南极大磷虾是南极海域生物量最大的物种之一，对维持海域生态平衡和保持食物链完整起到重要作用［17］。同时，南极大磷虾共附生微生物也是潜在的可利用资源之一。然而南极海域生态环境特殊，大部分细菌具有高压、低温和寡营养的生长特点［18］，这也为实验室内纯培养和微生物物种多样性分析增加了难度。本研究利用宏基因组测序技术，实现了对不可培养及低丰度细菌的分析，完整地体现了南极大磷虾共附生细菌的特征。结果发现，在南极大磷虾的眼柄、尾部中，群落相对丰度最高的均为变形菌门，这可能是南极大磷虾体表定植了大量适应外界环境的变形菌门的嗜冷菌属细菌，迟海等［19］报道的不同贮藏温度下南极大磷虾体内多为嗜冷微生物的结果也证明了这一点。南极大磷虾肠道中相对丰度最高的为变形菌门，但是南极大磷虾胃部相对丰度最高的是厚壁菌门，且通过多样性分析发现南极大磷虾肠道组织和胃部组织微生物组成差异较大，说明消化道不同部位的菌群结构也有显著差异，这可能是由于大部分厚壁菌门可以适应酸性等极端环境，并适合在胃部环境中生长。

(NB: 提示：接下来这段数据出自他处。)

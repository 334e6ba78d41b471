//! Per-session credential file written for later pipeline steps.

use std::io::Write;
use std::path::Path;

use tempfile::NamedTempFile;
use tracing::debug;

use crate::models::identity::SessionIdentity;
use crate::{AppError, Result};

/// Write `identity` as JSON to `path`, creating parent directories.
///
/// The file is created through a temporary file, so on unix it carries
/// owner-only permissions. The JSON shape matches the preloaded record.
///
/// # Errors
///
/// Returns `AppError::Filesystem` if the directory or file cannot be written.
pub fn write(path: &Path, identity: &SessionIdentity) -> Result<()> {
    let parent = path
        .parent()
        .ok_or_else(|| AppError::Filesystem("credential path has no parent directory".into()))?;
    std::fs::create_dir_all(parent).map_err(|err| {
        AppError::Filesystem(format!(
            "failed to create credentials directory {}: {err}",
            parent.display()
        ))
    })?;

    let json = serde_json::to_string_pretty(identity)?;

    let mut tmp = NamedTempFile::new_in(parent)
        .map_err(|err| AppError::Filesystem(format!("failed to create temporary file: {err}")))?;
    tmp.write_all(json.as_bytes())
        .map_err(|err| AppError::Filesystem(format!("failed to write temporary file: {err}")))?;
    tmp.persist(path).map_err(|err| {
        AppError::Filesystem(format!(
            "failed to persist credentials to {}: {err}",
            path.display()
        ))
    })?;

    debug!(path = %path.display(), "session credentials written");
    Ok(())
}
//! `config.env` serialization.
//!
//! Lines are `KEY=VALUE` joined by `\n`, in insertion order, with no
//! trailing newline and no escaping. A value containing a line break
//! cannot round-trip; such values are still written verbatim and reported.

use std::io::Write;
use std::path::{Path, PathBuf};

use tempfile::NamedTempFile;
use tracing::{info, warn};

use crate::models::instance_config::InstanceConfig;
use crate::{AppError, Result};

/// File name of the generated configuration inside an instance directory.
pub const CONFIG_FILE_NAME: &str = "config.env";

/// Render `config` as `KEY=VALUE` lines.
#[must_use]
pub fn render(config: &InstanceConfig) -> String {
    config
        .iter()
        .map(|(key, value)| format!("{key}={value}"))
        .collect::<Vec<_>>()
        .join("\n")
}

/// Parse `KEY=VALUE` lines.
///
/// Splits on the first `=`; blank lines, `#` comments, and lines without
/// `=` are skipped. A later duplicate key replaces the earlier value.
#[must_use]
pub fn parse_env(text: &str) -> InstanceConfig {
    let mut config = InstanceConfig::new();
    for line in text.split('\n') {
        let line = line.strip_suffix('\r').unwrap_or(line);
        if line.trim().is_empty() || line.trim_start().starts_with('#') {
            continue;
        }
        if let Some((key, value)) = line.split_once('=') {
            config.set(key, value);
        }
    }
    config
}

/// Write `config` to `<instance_dir>/config.env`, replacing any existing file.
///
/// The content goes to a temporary file in the same directory first and is
/// then renamed into place, so a reader never sees a partial file. The file
/// holds the session token and owner number; on unix it is owner-only
/// (`0600`).
///
/// # Errors
///
/// Returns `AppError::Filesystem` if the temporary file cannot be written
/// or persisted.
pub fn write_config(instance_dir: &Path, config: &InstanceConfig) -> Result<PathBuf> {
    for (key, value) in config.iter() {
        if value.contains('\n') || value.contains('\r') {
            warn!(key, "config value contains a line break and will not round-trip");
        }
    }

    let target = instance_dir.join(CONFIG_FILE_NAME);
    let content = render(config);

    let mut tmp = NamedTempFile::new_in(instance_dir)
        .map_err(|err| AppError::Filesystem(format!("failed to create temporary file: {err}")))?;
    tmp.write_all(content.as_bytes())
        .map_err(|err| AppError::Filesystem(format!("failed to write temporary file: {err}")))?;
    tmp.persist(&target).map_err(|err| {
        AppError::Filesystem(format!(
            "failed to persist config to {}: {err}",
            target.display()
        ))
    })?;

    info!(path = %target.display(), keys = config.len(), "instance config written");
    Ok(target)
}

南极大磷虾生活海域海水的含氟量约为1.25 mg·kg-1，而南极大磷虾整虾中氟含量极高，其值在1 142～2 400 mg·kg-1，甲壳氟含量约为4 000～8 000 mg·kg-1，肌肉氟含量约为250 mg·kg-1［20-22］。氟含量过高通常会对生物体造成危害，而南极大磷虾仍能正常生长，这可能是由于南极大磷虾在脱壳过程中需要氟的作用。潘建明等［23］在研究氟在南极大磷虾生长中的迁移变化规律时发现，南极大磷虾的虾壳具有富集氟的作用，在脱壳过程中氟会通过某种方式回归到海洋环境中，虾肉中的氟可能在即将脱壳时短时间转移至新生虾壳中，因此活的南极大磷虾肌肉中氟含量很低。此外，南极大磷虾共附生微生物也可能对其体内高含量的氟起到一定的防御作用。本实验中，从南极大磷虾分离的细菌可在0.5%～1%（相当于5 000～10 000 mg·kg-1）的NaF下耐受生长，这说明南极大磷虾共附生微生物可能在氟的刺激下合成了次生拮抗物等化学防御物质，建立了机体防御屏障，从而维持宿主健康，这与CUI等［14］对南极大磷虾功能微生物的研究结果一致。

南极大磷虾共附生微生物还能产生有抑菌活性的物质，这些抑菌物质能抑制或杀灭致病菌，并防止其在宿主体内定植，从而达到维持宿主机体健康的目的。本研究分离得到的一株产细菌素的马胃葡萄球菌，具有广谱抑菌特性，且抑菌产物耐高温，具有易被蛋白酶水解的细菌素特性。目前，对于马胃葡萄球菌细菌素的研究只局限于对单增李斯特菌的抑菌应用，对其特性研究尚未深入［24］。此外，关于南极大磷虾中可产细菌素的共附生微生物的研究也还未见报道。本研究中马胃葡萄球菌属于南极大磷虾胃部的优势菌群，这说明南极生物中胃肠道共附生微生物可作为新型活性物质的资源之一，该结果可为南极大磷虾的进一步加工利用提供新的方向。